→ WHAT IS EXPECTED
Repeat exactly the lines of the listing below, please, starting with the first and ending with the line containing "pub const DEFAULT_CONFIG_FILE: &str"; leave out the rest.

——————

use std::path::Path;
use std::time::Duration;

use clap::{Parser, ValueEnum};
use config::{Config, Environment, File};
use serde::Deserialize;

/// Config file picked up from the working directory when none is given.
pub const DEFAULT_CONFIG_FILE: &str = "jira-chat.yaml";

#[derive(Parser, Debug)]
#[command(author, version, about, long_about = None)]
pub struct Cli {
    /// Config file path
    #[arg(short, long, env = "CONFIG_FILE")]
    pub config: Option<String>,

    /// Base URL of the chat server
    #[arg(long, env = "JIRA_CHAT_URL")]
    pub base_url: Option<String>,

    /// Session to open
    #[arg(long)]
    pub session: Option<String>,

    /// CSRF token to send instead of discovering one
    #[arg(long, env = "JIRA_CHAT_CSRF_TOKEN")]
    pub csrf_token: Option<String>,

    /// Assign created tickets to you
    #[arg(long)]
    pub auto_assign: Option<bool>,

    /// JSON file with the page's initial state (session, title, history)
    #[arg(long)]
    pub history_file: Option<String>,

    /// How replies are written to stdout
    #[arg(long, value_enum)]
    pub output: Option<OutputMode>,

    /// Log format
    #[arg(long, value_enum)]
    pub log_format: Option<LogFormat>,
}

#[derive(Debug, Clone, Copy, PartialEq, Eq, Deserialize, ValueEnum)]
#[serde(rename_all = "lowercase")]
pub enum LogFormat {
    Text,
    Json,
}

#[derive(Debug, Clone, Copy, PartialEq, Eq, Deserialize, ValueEnum)]
#[serde(rename_all = "lowercase")]
pub enum OutputMode {
    /// Reply text as it streams.
    Text,
    /// One JSON event per line.
    Events,
}

#[derive(Debug, Deserialize, Clone)]
pub struct AppConfig {
    pub server: ServerConfig,
    pub client: ClientConfig,
    pub log: LogConfig,
}

#[derive(Debug, Deserialize, Clone)]
pub struct ServerConfig {
    pub base_url: String,
    pub session_id: Option<String>,
    pub csrf_token: Option<String>,
}

#[derive(Debug, Deserialize, Clone)]
pub struct ClientConfig {
    pub connect_timeout_secs: u64,
    /// Zero disables the idle limit.
    pub stream_idle_timeout_secs: u64,
    pub auto_assign: Option<bool>,
    pub preferences_path: String,
    pub history_file: Option<String>,
    pub output: OutputMode,
}

#[derive(Debug, Deserialize, Clone)]
pub struct LogConfig {
    pub format: LogFormat,
    pub level: String,
}

impl ClientConfig {
    pub fn connect_timeout(&self) -> Option<Duration> {
        (self.connect_timeout_secs > 0).then(|| Duration::from_secs(self.connect_timeout_secs))
    }

    pub fn stream_idle_timeout(&self) -> Option<Duration> {
        (self.stream_idle_timeout_secs > 0)
            .then(|| Duration::from_secs(self.stream_idle_timeout_secs))
    }
}

impl AppConfig {
    pub fn load() -> Result<Self, config::ConfigError> {
        Self::load_from_args(std::env::args())
    }

    pub fn load_from_args<I, T>(args: I) -> Result<Self, config::ConfigError>
    where
        I: IntoIterator<Item = T>,
        T: Into<std::ffi::OsString> + Clone,
    {
        let cli =
            Cli::try_parse_from(args).map_err(|e| config::ConfigError::Message(e.to_string()))?;

        let mut builder = Config::builder();

        // 1. Defaults
        builder = builder
            .set_default("server.base_url", "http://127.0.0.1:8000")?
            .set_default("client.connect_timeout_secs", 10)?
            .set_default("client.stream_idle_timeout_secs", 120)?
            .set_default("client.preferences_path", ".jira-chat/preferences.json")?
            .set_default("client.output", "text")?
            .set_default("log.format", "text")?
            .set_default("log.level", "info")?;

        // 2. Config file: explicit path must exist, the cwd fallback may not.
        builder = match &cli.config {
            Some(path) => builder.add_source(File::with_name(path).required(true)),
            None if Path::new(DEFAULT_CONFIG_FILE).exists() => {
                builder.add_source(File::with_name(DEFAULT_CONFIG_FILE).required(false))
            }
            None => builder,
        };

        // 3. Environment variables, e.g. JIRA_CHAT_SERVER__BASE_URL
        builder = builder.add_source(
            Environment::with_prefix("JIRA_CHAT")
                .prefix_separator("_")
                .separator("__")
                .try_parsing(true),
        );

        // 4. CLI flags win over everything
        if let Some(url) = cli.base_url {
            builder = builder.set_override("server.base_url", url)?;
        }
        if let Some(session) = cli.session {
            builder = builder.set_override("server.session_id", session)?;
        }
        if let Some(token) = cli.csrf_token {
            builder = builder.set_override("server.csrf_token", token)?;
        }
        if let Some(auto_assign) = cli.auto_assign {
            builder = builder.set_override("client.auto_assign", auto_assign)?;
        }
        if let Some(path) = cli.history_file {
            builder = builder.set_override("client.history_file", path)?;
        }
        if let Some(output) = cli.output {
            let value = match output {
                OutputMode::Text => "text",
                OutputMode::Events => "events",
            };
            builder = builder.set_override("client.output", value)?;
        }
        if let Some(format) = cli.log_format {
            let value = match format {
                LogFormat::Text => "text",
                LogFormat::Json => "json",
            };
            builder = builder.set_override("log.format", value)?;
        }

        let cfg = builder.build()?;
        cfg.try_deserialize()
    }
}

——————

→ ANSWER FOR THE TASK
use std::path::Path;
use std::time::Duration;

use clap::{Parser, ValueEnum};
use config::{Config, Environment, File};
use serde::Deserialize;

/// Config file picked up from the working directory when none is given.
pub const DEFAULT_CONFIG_FILE: &str = "jira-chat.yaml";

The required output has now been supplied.